Drilling fluids providers continue to develop technologies and practices to help operators optimize drilling performance, mitigate environmental impacts, and streamline drilling economics. New fluid chemistries and additives–including formulations purpose-engineered for long horizontal and shale wells–closed-loop designs, regulatory requirements, total solids and waste control, and automated mud system management on the well site remain among the key drivers of research and development efforts.
Cost control continues to be a major criterion in all operational decisions, and fluid system selection is no exception.
A mud system’s per-barrel cost is not necessarily the best measure. Choosing a more complex fluid system matched to a formation’s specific geology will cost more, but it also may eliminate formation damage and minimize problems that could turn into nonproductive-time events. For these reasons, the “cheapest” fluid may not have the lowest absolute cost when all factors are considered.
The fluids industry is continuing to maintain forward momentum by introducing incremental advances in fluid products, systems and applications. A cursory review of technical presentations at this year’s American Association of Drilling Engineers’ Fluids Technical Conference & Exhibition, and the International Association of Drilling Contractors/Society of Petroleum Engineers Drilling Conference & Exhibition, demonstrates several developments across a range of areas, including WBMs, NAFs, lost circulation materials, on-site operations, and automation.
Water-Based Fluids
Water-based muds are the systems of choice for onshore resource plays, and several high-performance WBM products for enhanced wellbore stability are now available.
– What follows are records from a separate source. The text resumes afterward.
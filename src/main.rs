//! Process supervisor (C11 / §4, §6): launches exactly one service per
//! process, selected by a single CLI argument. There is no in-process
//! fan-out across services — the RPC protocol is the only inter-service
//! edge (§9 "strict layering").

use clap::Parser;
use shared_models::ports::SERVICE_NAMES;
use tracing::level_filters::LevelFilter;
use tracing_subscriber::EnvFilter;

/// Launch a single service of the AutoFinance control plane.
#[derive(Parser, Debug)]
#[command(name = "autofinance", version, about)]
struct Cli {
    /// Which service to launch in this process.
    service: String,

    /// Override the service's default listen port.
    #[arg(long)]
    port: Option<u16>,
}

fn default_port(service: &str) -> Option<u16> {
    SERVICE_NAMES
        .iter()
        .find(|(name, _)| *name == service)
        .map(|(_, port)| *port)
}

fn usage_error(service: &str) -> ! {
    let valid: Vec<&str> = SERVICE_NAMES.iter().map(|(name, _)| *name).collect();
    eprintln!("unknown service: {service}");
    eprintln!("valid services: {}", valid.join(", "));
    std::process::exit(1);
}

#[tokio::main]
async fn main() -> anyhow::Result<()> {
    let filter = EnvFilter::builder()
        .with_default_directive(LevelFilter::INFO.into())
        .from_env_lossy();
    tracing_subscriber::fmt().with_env_filter(filter).init();

    let cli = Cli::parse();

    let Some(default) = default_port(&cli.service) else {
        usage_error(&cli.service);
    };
    let port = cli.port.unwrap_or(default);

    tracing::info!(service = %cli.service, port, "process supervisor launching service");

    match cli.service.as_str() {
        "market" => market::run(port).await,
        "risk" => risk::run(port).await,
        "execution" => execution::run(port).await,
        "compliance" => compliance::run(port).await,
        "technical" => technical::run(port).await,
        "fundamental" => fundamental::run(port).await,
        "macro" => macro_analyzer::run(port).await,
        "news" => news::run(port).await,
        "portfolio-analytics" => portfolio_analytics::run(port).await,
        "volatility" => volatility::run(port).await,
        "alert-engine" => notification::run(port).await,
        "simulation" => simulation::run(port).await,
        "notification" => notification::run(port).await,
        "trader-supervisor" => trader_supervisor::run(port).await,
        "investor-supervisor" => investor_supervisor::run(port).await,
        other => usage_error(other),
    }
}
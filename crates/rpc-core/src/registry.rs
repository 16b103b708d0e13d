//! Per-service tool registry (§4.1): name -> (input schema, handler).

use crate::error::ToolError;
use serde_json::Value;
use std::collections::HashMap;
use std::future::Future;
use std::pin::Pin;
use std::sync::Arc;

pub type ToolFuture = Pin<Box<dyn Future<Output = Result<Value, ToolError>> + Send>>;
pub type ToolFn = Arc<dyn Fn(Value) -> ToolFuture + Send + Sync>;

pub struct ToolEntry {
    pub description: String,
    pub input_schema: Value,
    pub handler: ToolFn,
}

#[derive(Default)]
pub struct ToolRegistry {
    tools: HashMap<String, ToolEntry>,
}

impl ToolRegistry {
    pub fn new() -> Self {
        Self::default()
    }

    /// Registers a tool. `handler` is any async fn taking the already
    /// schema-checked arguments object and returning a JSON value or a
    /// `ToolError` for a framework-level fault (schema failures are caught
    /// by the caller before `handler` ever runs).
    pub fn register<F, Fut>(
        &mut self,
        name: impl Into<String>,
        description: impl Into<String>,
        input_schema: Value,
        handler: F,
    ) where
        F: Fn(Value) -> Fut + Send + Sync + 'static,
        Fut: Future<Output = Result<Value, ToolError>> + Send + 'static,
    {
        let name = name.into();
        self.tools.insert(
            name,
            ToolEntry {
                description: description.into(),
                input_schema,
                handler: Arc::new(move |args| Box::pin(handler(args))),
            },
        );
    }

    pub fn get(&self, name: &str) -> Option<&ToolEntry> {
        self.tools.get(name)
    }

    pub fn list(&self) -> Vec<Value> {
        let mut names: Vec<_> = self.tools.keys().collect();
        names.sort();
        names
            .into_iter()
            .map(|name| {
                let entry = &self.tools[name];
                serde_json::json!({
                    "name": name,
                    "description": entry.description,
                    "inputSchema": entry.input_schema,
                })
            })
            .collect()
    }
}

/// Minimal structural validation: checks that every property flagged
/// `required` in a JSON-Schema-shaped `input_schema` object is present in
/// `args`. This is intentionally narrow — the analytical/execution
/// services validate business semantics themselves; the framework only
/// guards against missing required fields per §4.1.
pub fn validate_required(input_schema: &Value, args: &Value) -> Result<(), String> {
    let Some(required) = input_schema.get("required").and_then(Value::as_array) else {
        return Ok(());
    };
    let obj = args.as_object();
    for field in required {
        let Some(field_name) = field.as_str() else {
            continue;
        };
        let present = obj.map(|o| o.contains_key(field_name)).unwrap_or(false);
        if !present {
            return Err(format!("missing required field `{field_name}`"));
        }
    }
    Ok(())
}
The base fluids for these formulations range from freshwater with very low chloride content to saturated brines. Using brines for mud weight control and clay inhibition are part of the makeup of high-performance WBMs.
Freshwater reacts with shale formations and can accelerate wellbore collapse. Brine-based systems and stabilizing additives slow the water-wetting of shales to improve stability. Brine-based systems typically eliminate the need to use bentonite for viscosity and fluid loss control, with water-dispersible polymers added to control API mud properties.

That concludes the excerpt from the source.